If we simply count the number of summer action films about spies (lots) against the ones about teachers (few) and traffic consultants (none, I think), we get a fair feeling that this won't last. Needless to say, up shows Cruise's spy middle manager, Billy Crudup, to tell Hunt that even though he tries to get out, they keep pulling him back in!

It's not even as dramatic as that, but it brings up a question: if you're constantly meeting with your superiors, what's the point of receiving those mission briefings that will self-destruct in five seconds? Throughout the Mission: Impossible series, Cruise has always brought in Hunt's bosses, usually getting pretty high-profile actors for those roles (Henry Czerny in the first film; Anthony Hopkins in the second; Crudup and Laurence Fishburne in this installment). Now I know that all pretense that this Mission: Impossible has anything to do with the classic TV series went out the window in the second film; all that's left now is the self-destructing tapes, latex masks, and occassional use of the Lalo Shifrin theme music.

But one of the cooler things about the Mission: Impossible TV series was that Jim Phelps was pretty much his own boss. The Impossible Missions Force was America's introduction to freelance work: your employer communicates just by sending you notes; if you screw up, they'll put it all on you; if you need any help, hire it yourself, and they're your problem--the employer isn't going to be withholding social security or paying workers' comp for your guys. I'm not the world's foremost expert on the original series, but I don't remember Jim's superiors ever coming by to chew him out or tell him how to do his job.

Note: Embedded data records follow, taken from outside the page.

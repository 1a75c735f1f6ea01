// 🩺 Symptom Database - Symptom → recommended acupoint mapping
//
// The mapping is data, not code: a JSON file lists symptom entries in
// priority order, each with its recommended points and source citations.
// Matching is deliberately simple - case-insensitive substring, first entry
// wins - so the file's order IS the ranking.
//
// The file is re-read on every lookup, never cached, so edits to the JSON
// take effect without a restart.

use std::fs;
use std::path::{Path, PathBuf};

use anyhow::{Context, Result};
use serde::{Deserialize, Serialize};

// ============================================================================
// TYPES
// ============================================================================

/// One recommended point as the database states it: code plus the quick
/// orientation fields shown even when the catalog has nothing richer.
#[derive(Debug, Clone, Serialize, Deserialize, PartialEq)]
pub struct SymptomPoint {
    pub code: String,
    pub name: String,
    pub meridian: String,
    pub location_hint: String,
    #[serde(default)]
    pub notes: String,
}

/// A symptom entry: bilingual label, recommended points, citations.
#[derive(Debug, Clone, Serialize, Deserialize)]
pub struct SymptomEntry {
    pub symptom: String,
    #[serde(default)]
    pub sources: Vec<String>,
    pub points: Vec<SymptomPoint>,
}

impl SymptomEntry {
    /// First segment of the label, e.g. "Low Back Pain / 腰痛" → "Low Back Pain".
    pub fn primary_name(&self) -> &str {
        self.symptom.split('/').next().unwrap_or(&self.symptom).trim()
    }

    /// Stable file-name form of the primary name, e.g. "low_back_pain".
    pub fn slug(&self) -> String {
        self.primary_name().replace(' ', "_").to_lowercase()
    }
}

/// The whole database as one read returns it.
#[derive(Debug, Clone, Serialize, Deserialize)]
pub struct SymptomDb {
    pub symptoms: Vec<SymptomEntry>,
    #[serde(default = "default_disclaimer")]
    pub disclaimer: String,
}

fn default_disclaimer() -> String {
    "For educational reference only.".to_string()
}

// ============================================================================
// LOADING
// ============================================================================

/// Copy of the database compiled into the binary, so the CLI and server
/// work without any file in place.
const BUNDLED_JSON: &str = include_str!("../data/acupressure_by_symptom.json");

impl SymptomDb {
    /// Load from a JSON file.
    pub fn load(path: impl AsRef<Path>) -> Result<SymptomDb> {
        let path = path.as_ref();
        let content = fs::read_to_string(path)
            .with_context(|| format!("Failed to read symptom database: {}", path.display()))?;
        let db: SymptomDb = serde_json::from_str(&content)
            .with_context(|| format!("Failed to parse symptom database: {}", path.display()))?;
        Ok(db)
    }

    /// The compiled-in database.
    pub fn bundled() -> Result<SymptomDb> {
        serde_json::from_str(BUNDLED_JSON).context("Bundled symptom database is invalid")
    }

    /// First entry whose label contains the whole query, or failing that,
    /// any single query word. Entries are checked in file order; the first
    /// hit wins and no scoring is done.
    pub fn find(&self, query: &str) -> Option<&SymptomEntry> {
        let query_lower = query.to_lowercase();
        self.symptoms.iter().find(|entry| {
            let symptom = entry.symptom.to_lowercase();
            symptom.contains(&query_lower)
                || query_lower
                    .split_whitespace()
                    .any(|word| symptom.contains(word))
        })
    }

    /// All symptom labels, in file order.
    pub fn symptom_names(&self) -> Vec<String> {
        self.symptoms.iter().map(|s| s.symptom.clone()).collect()
    }

    pub fn len(&self) -> usize {
        self.symptoms.len()
    }

    pub fn is_empty(&self) -> bool {
        self.symptoms.is_empty()
    }
}

/// Where lookups read the database from. `load` is called once per lookup,
/// so a `File` source always reflects the current file contents.
#[derive(Debug, Clone)]
pub enum DatabaseSource {
    /// The copy compiled into the binary.
    Bundled,
    /// An external JSON file, re-read on every load.
    File(PathBuf),
    /// A fixed in-memory database. Used by tests and embedders.
    Fixed(SymptomDb),
}

impl DatabaseSource {
    pub fn load(&self) -> Result<SymptomDb> {
        match self {
            DatabaseSource::Bundled => SymptomDb::bundled(),
            DatabaseSource::File(path) => SymptomDb::load(path),
            DatabaseSource::Fixed(db) => Ok(db.clone()),
        }
    }
}

// ============================================================================
// TESTS
// ============================================================================

#[cfg(test)]
mod tests {
    use super::*;
    use std::io::Write;

    fn db() -> SymptomDb {
        SymptomDb::bundled().unwrap()
    }

    #[test]
    fn test_bundled_database_parses() {
        let db = db();
        assert!(!db.is_empty());
        assert!(db.disclaimer.contains("educational"));
        for entry in &db.symptoms {
            assert!(!entry.points.is_empty(), "{} has no points", entry.symptom);
        }
    }

    #[test]
    fn test_whole_query_match() {
        let db = db();
        let entry = db.find("low back pain").unwrap();
        assert!(entry.symptom.starts_with("Low Back Pain"));
    }

    #[test]
    fn test_single_word_match() {
        let db = db();
        let entry = db.find("neck").unwrap();
        assert!(entry.symptom.contains("Neck"));
    }

    #[test]
    fn test_first_entry_wins_in_file_order() {
        let db = db();
        // "pain" appears in several labels; the earliest entry containing it
        // must be returned
        let entry = db.find("pain").unwrap();
        let index = db
            .symptoms
            .iter()
            .position(|s| s.symptom == entry.symptom)
            .unwrap();
        for earlier in &db.symptoms[..index] {
            assert!(!earlier.symptom.to_lowercase().contains("pain"));
        }
    }

    #[test]
    fn test_match_is_case_insensitive() {
        let db = db();
        assert!(db.find("HEADACHE").is_some());
        assert!(db.find("Insomnia").is_some());
    }

    #[test]
    fn test_no_match_returns_none() {
        let db = db();
        assert!(db.find("broken keyboard").is_none());
    }

    #[test]
    fn test_primary_name_and_slug() {
        let entry = SymptomEntry {
            symptom: "Low Back Pain / 腰痛".to_string(),
            sources: vec![],
            points: vec![],
        };
        assert_eq!(entry.primary_name(), "Low Back Pain");
        assert_eq!(entry.slug(), "low_back_pain");
    }

    #[test]
    fn test_load_from_file() {
        let mut file = tempfile::NamedTempFile::new().unwrap();
        write!(
            file,
            r#"{{
                "symptoms": [
                    {{
                        "symptom": "Test / 测试",
                        "points": [
                            {{
                                "code": "LI4",
                                "name": "Hegu",
                                "meridian": "Large Intestine",
                                "location_hint": "hand"
                            }}
                        ]
                    }}
                ]
            }}"#
        )
        .unwrap();

        let db = SymptomDb::load(file.path()).unwrap();
        assert_eq!(db.len(), 1);
        // Omitted fields take their defaults
        assert_eq!(db.disclaimer, "For educational reference only.");
        assert_eq!(db.symptoms[0].points[0].notes, "");
        assert!(db.symptoms[0].sources.is_empty());
    }

    #[test]
    fn test_load_missing_file_is_an_error() {
        let err = SymptomDb::load("/no/such/path.json").unwrap_err();
        assert!(err.to_string().contains("Failed to read"));
    }

    #[test]
    fn test_file_source_sees_external_changes() {
        let dir = tempfile::tempdir().unwrap();
        let path = dir.path().join("db.json");
        let entry = |label: &str| {
            format!(
                r#"{{"symptoms": [{{"symptom": "{}", "points": [
                    {{"code": "LI4", "name": "Hegu", "meridian": "LI", "location_hint": "hand"}}
                ]}}]}}"#,
                label
            )
        };

        std::fs::write(&path, entry("Headache / 头痛")).unwrap();
        let source = DatabaseSource::File(path.clone());
        assert_eq!(source.load().unwrap().symptoms[0].symptom, "Headache / 头痛");

        // Each load re-reads the file, so the rewrite is visible immediately
        std::fs::write(&path, entry("Toothache / 牙痛")).unwrap();
        assert_eq!(source.load().unwrap().symptoms[0].symptom, "Toothache / 牙痛");
    }

    #[test]
    fn test_bundled_and_fixed_sources_load() {
        assert!(!DatabaseSource::Bundled.load().unwrap().is_empty());

        let fixed = DatabaseSource::Fixed(db());
        assert_eq!(fixed.load().unwrap().len(), db().len());
    }
}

Another cool thing about the original series was that they relied less on guns and violence than on deception and cunning. Usually, the gang didn't actually kill anyone, but rather tricked various bad guys into doing each other in. But you can't have the typical summer blockbuster action set pieces that way, so subtlety's out the window in M:I:III.

Most of the gunfire revolves around, but doesn't actually involve, a hammy and vengeful arms dealer, played by 2005 Best Actor Phillip Seymour Hoffman, and a super-secret...something. The fact that we never discover what the secret thing does is part of director JJ Abrams' contribution to the film, as M:I:III is constantly winking at the audience. We have a scene where Cruise rides a motorcycle onto an airfield that is straight out of Top Gun, a character laughing aloud over the absurd name of Hunt's super-secret agency, and the film's best action sequence involves an aerial assault on a bridge straight out of James Cameron's True Lies.

In the end, Abrams seems to say, what does it matter what the McGuffin everyone's fighting over actually is? It's really just an excuse for an action movie, chases and explosions. And that about says it all. Very mild recommend.

Thursday, May 11, 2006

[Expletive Deleted]

At one point tonight, I just started dropping f-bombs. It was an f-carpet-bombing.

La Chiquita looked at me and said, "What's going on, you're scaring me."

"[Expletive deleted]" I replied, apologetically. I was like Hugh Grant at the beginning of Four Weddings and a Funeral. All I could say was the f-word; it had to stand in for all the rest of my vocabulary.

It started shortly after I got home from work. I worked late, so that was around the fifth inning.

No sooner had I walked through the door than Shawn Chacon loaded the bases, which meant Joe Torre had to go to the bullpen way early.

"[Expletive deleted]," I said, pensively. The man Torre summoned from the bullpen was Scott Proctor, once a feared option, but now, because he struck out Manny Ramirez in last night's game, and because Tanyon Sturtze is on the Joe-Torre-wants-to-wring-your-neck list, Joe's go-to guy. Like anyone else, shortly after the manager decides that Proctor's one of Torre's guys, Proctor will now be thrown out there every other day, whenever there's a tough moment, until he spits the bit or his arm falls off. Proctor got out of the jam, which meant he and Torre were happy, but his right arm was probably sad.

At that point, the Yanks led, 3-1.

At the end of the inning, they show the next three batters up, and I see that Bernie Williams is hitting between A-Rod and Posada. It doesn't really click, it just sounds like a picked out of a hat lineup.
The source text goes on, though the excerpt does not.